Советская правда - Всеволод Анисимович Кочетов
Шрифт:
Интервал:
Закладка:
Ты стоишь в большой гостиной «с двумя роялями», в которой, было время, читали по вечерам, разговаривали и спорили о литературе, о жизни; ты рассматриваешь каждую мелочь на рабочем столе верхнего кабинета, где со стены кротко смотрит молодая мать – Сикстинская мадонна, и на столе в кабинете нижнем, где келейные своды и где создавались многие из ярчайших страниц Толстого. Перед этими дорогими реликвиями, неподвластными времени, выстоявшими даже под варварскими подошвами гитлеровских орд, испытываешь такое чувство, которое, если бы ты был верующим, ты бы назвал религиозным.

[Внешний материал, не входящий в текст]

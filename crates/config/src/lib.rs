//! Layered configuration for inpxer.
//!
//! Values are resolved from, in increasing priority:
//! 1. built-in defaults,
//! 2. a configuration file (`toml`, `yaml`/`yml` or `json`, chosen by
//!    extension),
//! 3. environment variables prefixed with `INPXER_` (`INPXER_BATCH_SIZE=500`).
//!
//! Without an explicit file, `./inpxer.toml` is used if present, then
//! `inpxer.toml` in the platform configuration directory.

pub mod error;

use crate::error::{ErrorKind, Result};
use directories::ProjectDirs;
use exn::ResultExt;
use figment::Figment;
use figment::providers::{Env, Format, Json, Serialized, Toml, Yaml};
use inpxer_index::Storage;
use serde::{Deserialize, Serialize};
use std::path::{Path, PathBuf};
use tracing::instrument;

/// Name of the configuration file looked up when none is given.
pub const FILE_NAME: &str = "inpxer.toml";
/// Prefix for environment variable overrides.
pub const ENV_PREFIX: &str = "INPXER_";
pub const DEFAULT_LANGUAGE: &str = "en";
pub const DEFAULT_BATCH_SIZE: usize = 1000;

#[derive(Debug, Clone, PartialEq, Eq, Serialize, Deserialize)]
#[serde(default)]
pub struct Config {
    /// Directory holding the index and its freshness markers.
    pub index_path: PathBuf,
    /// Language the index is built for.
    pub language: String,
    pub storage: Storage,
    /// Number of books collected before a flush is due. A flush happens once
    /// the batch grows past this size.
    pub batch_size: usize,
}

impl Default for Config {
    fn default() -> Self {
        Self {
            index_path: default_index_path(),
            language: DEFAULT_LANGUAGE.to_string(),
            storage: Storage::default(),
            batch_size: DEFAULT_BATCH_SIZE,
        }
    }
}

fn project_dirs() -> Option<ProjectDirs> {
    ProjectDirs::from("", "", "inpxer")
}

fn default_index_path() -> PathBuf {
    project_dirs()
        .map(|dirs| dirs.data_dir().join("index"))
        .unwrap_or_else(|| PathBuf::from("index"))
}

#[derive(Debug, Clone, Copy, PartialEq, Eq)]
enum FileFormat {
    Toml,
    Yaml,
    Json,
}

impl FileFormat {
    fn from_path(path: &Path) -> Result<Self> {
        let extension = path.extension().and_then(|ext| ext.to_str()).map(str::to_lowercase);
        match extension.as_deref() {
            Some("toml") => Ok(Self::Toml),
            Some("yaml" | "yml") => Ok(Self::Yaml),
            Some("json") => Ok(Self::Json),
            _ => exn::bail!(ErrorKind::UnsupportedFormat(path.display().to_string())),
        }
    }
}

/// Find a configuration file when none was requested.
fn discover() -> Option<PathBuf> {
    let local = PathBuf::from(FILE_NAME);
    if local.is_file() {
        return Some(local);
    }
    project_dirs()
        .map(|dirs| dirs.config_dir().join(FILE_NAME))
        .filter(|path| path.is_file())
}

impl Config {
    /// Resolve the configuration from every layer and validate it.
    ///
    /// An explicit `file` must exist; a discovered one is optional.
    #[instrument(skip_all)]
    pub fn load(file: Option<&Path>) -> Result<Self> {
        let file = match file {
            Some(path) if !path.is_file() => exn::bail!(ErrorKind::NotFound(path.display().to_string())),
            Some(path) => Some(path.to_path_buf()),
            None => discover(),
        };
        match &file {
            Some(path) => tracing::debug!(path = %path.display(), "Using configuration file"),
            None => tracing::debug!("No configuration file, using defaults and environment"),
        }
        let figment = Self::figment(file.as_deref())?.merge(Env::prefixed(ENV_PREFIX));
        Self::from_figment(figment)
    }

    /// Defaults merged with the given file, without environment overrides.
    pub fn figment(file: Option<&Path>) -> Result<Figment> {
        let figment = Figment::from(Serialized::defaults(Self::default()));
        let Some(path) = file else {
            return Ok(figment);
        };
        Ok(match FileFormat::from_path(path)? {
            FileFormat::Toml => figment.merge(Toml::file_exact(path)),
            FileFormat::Yaml => figment.merge(Yaml::file_exact(path)),
            FileFormat::Json => figment.merge(Json::file_exact(path)),
        })
    }

    /// Extract and validate a configuration from an assembled figment.
    pub fn from_figment(figment: Figment) -> Result<Self> {
        let config: Self = figment.extract().or_raise(|| ErrorKind::Load)?;
        config.validate()?;
        Ok(config)
    }

    pub fn validate(&self) -> Result<()> {
        if self.index_path.as_os_str().is_empty() {
            exn::bail!(ErrorKind::Invalid("index_path"));
        }
        if self.language.trim().is_empty() {
            exn::bail!(ErrorKind::Invalid("language"));
        }
        if self.batch_size == 0 {
            exn::bail!(ErrorKind::Invalid("batch_size"));
        }
        Ok(())
    }
}
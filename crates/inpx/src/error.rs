//! Archive Error Types
//!
//! This module provides structured errors using `exn` for automatic location
//! tracking and error tree construction.

use derive_more::{Display, Error};

/// An archive error with automatic location tracking.
pub type Error = exn::Exn<ErrorKind>;
/// Result type alias for archive operations.
pub type Result<T> = std::result::Result<T, Error>;

/// Actionable error categories.
///
/// These describe what the caller should *do*, not what went wrong internally.
#[derive(Debug, Display, Error, Clone, PartialEq, Eq)]
pub enum ErrorKind {
    /// The archive file could not be read.
    #[display("I/O error")]
    Io,
    /// The file is not a readable zip container.
    #[display("invalid archive")]
    InvalidArchive,
    /// A required entry is absent from the container.
    #[display("missing archive entry: {_0}")]
    MissingEntry(#[error(not(source))] &'static str),
    /// The entry exists but carries no usable modification time.
    #[display("no modification time for archive entry: {_0}")]
    NoTimestamp(#[error(not(source))] &'static str),
    /// A listing line could not be turned into a record.
    #[display("malformed record in {entry} at line {line}")]
    Record {
        /// Name of the `.inp` listing inside the archive.
        entry: String,
        /// One-based line number within the listing.
        line: usize,
    },
    /// A field was found but could not be parsed.
    #[display("failed to parse field '{field}', found value: {value}")]
    ParseError {
        /// The field that failed to parse.
        field: &'static str,
        /// The raw value found in the listing.
        value: String,
    },
}

impl ErrorKind {
    /// Returns `true` if retrying might succeed.
    pub fn is_retryable(&self) -> bool {
        // The archive is either readable or it isn't; only a flaky disk
        // might give a different answer the second time around.
        matches!(self, Self::Io)
    }
}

Ты видишь себя в храме бессмертного гения, в храме великого труда и пульсирующей, живой, беспокойной мысли. Из простых, но драгоценных камней волшебного русского слова, как всемогущий бог-творец, Толстой высекал искры такой жизни, которая по силе правды и яркости впечатления не уступала и жизни действительной. Ты замираешь перед алтарем этой правды – перед письменным столом великого писателя.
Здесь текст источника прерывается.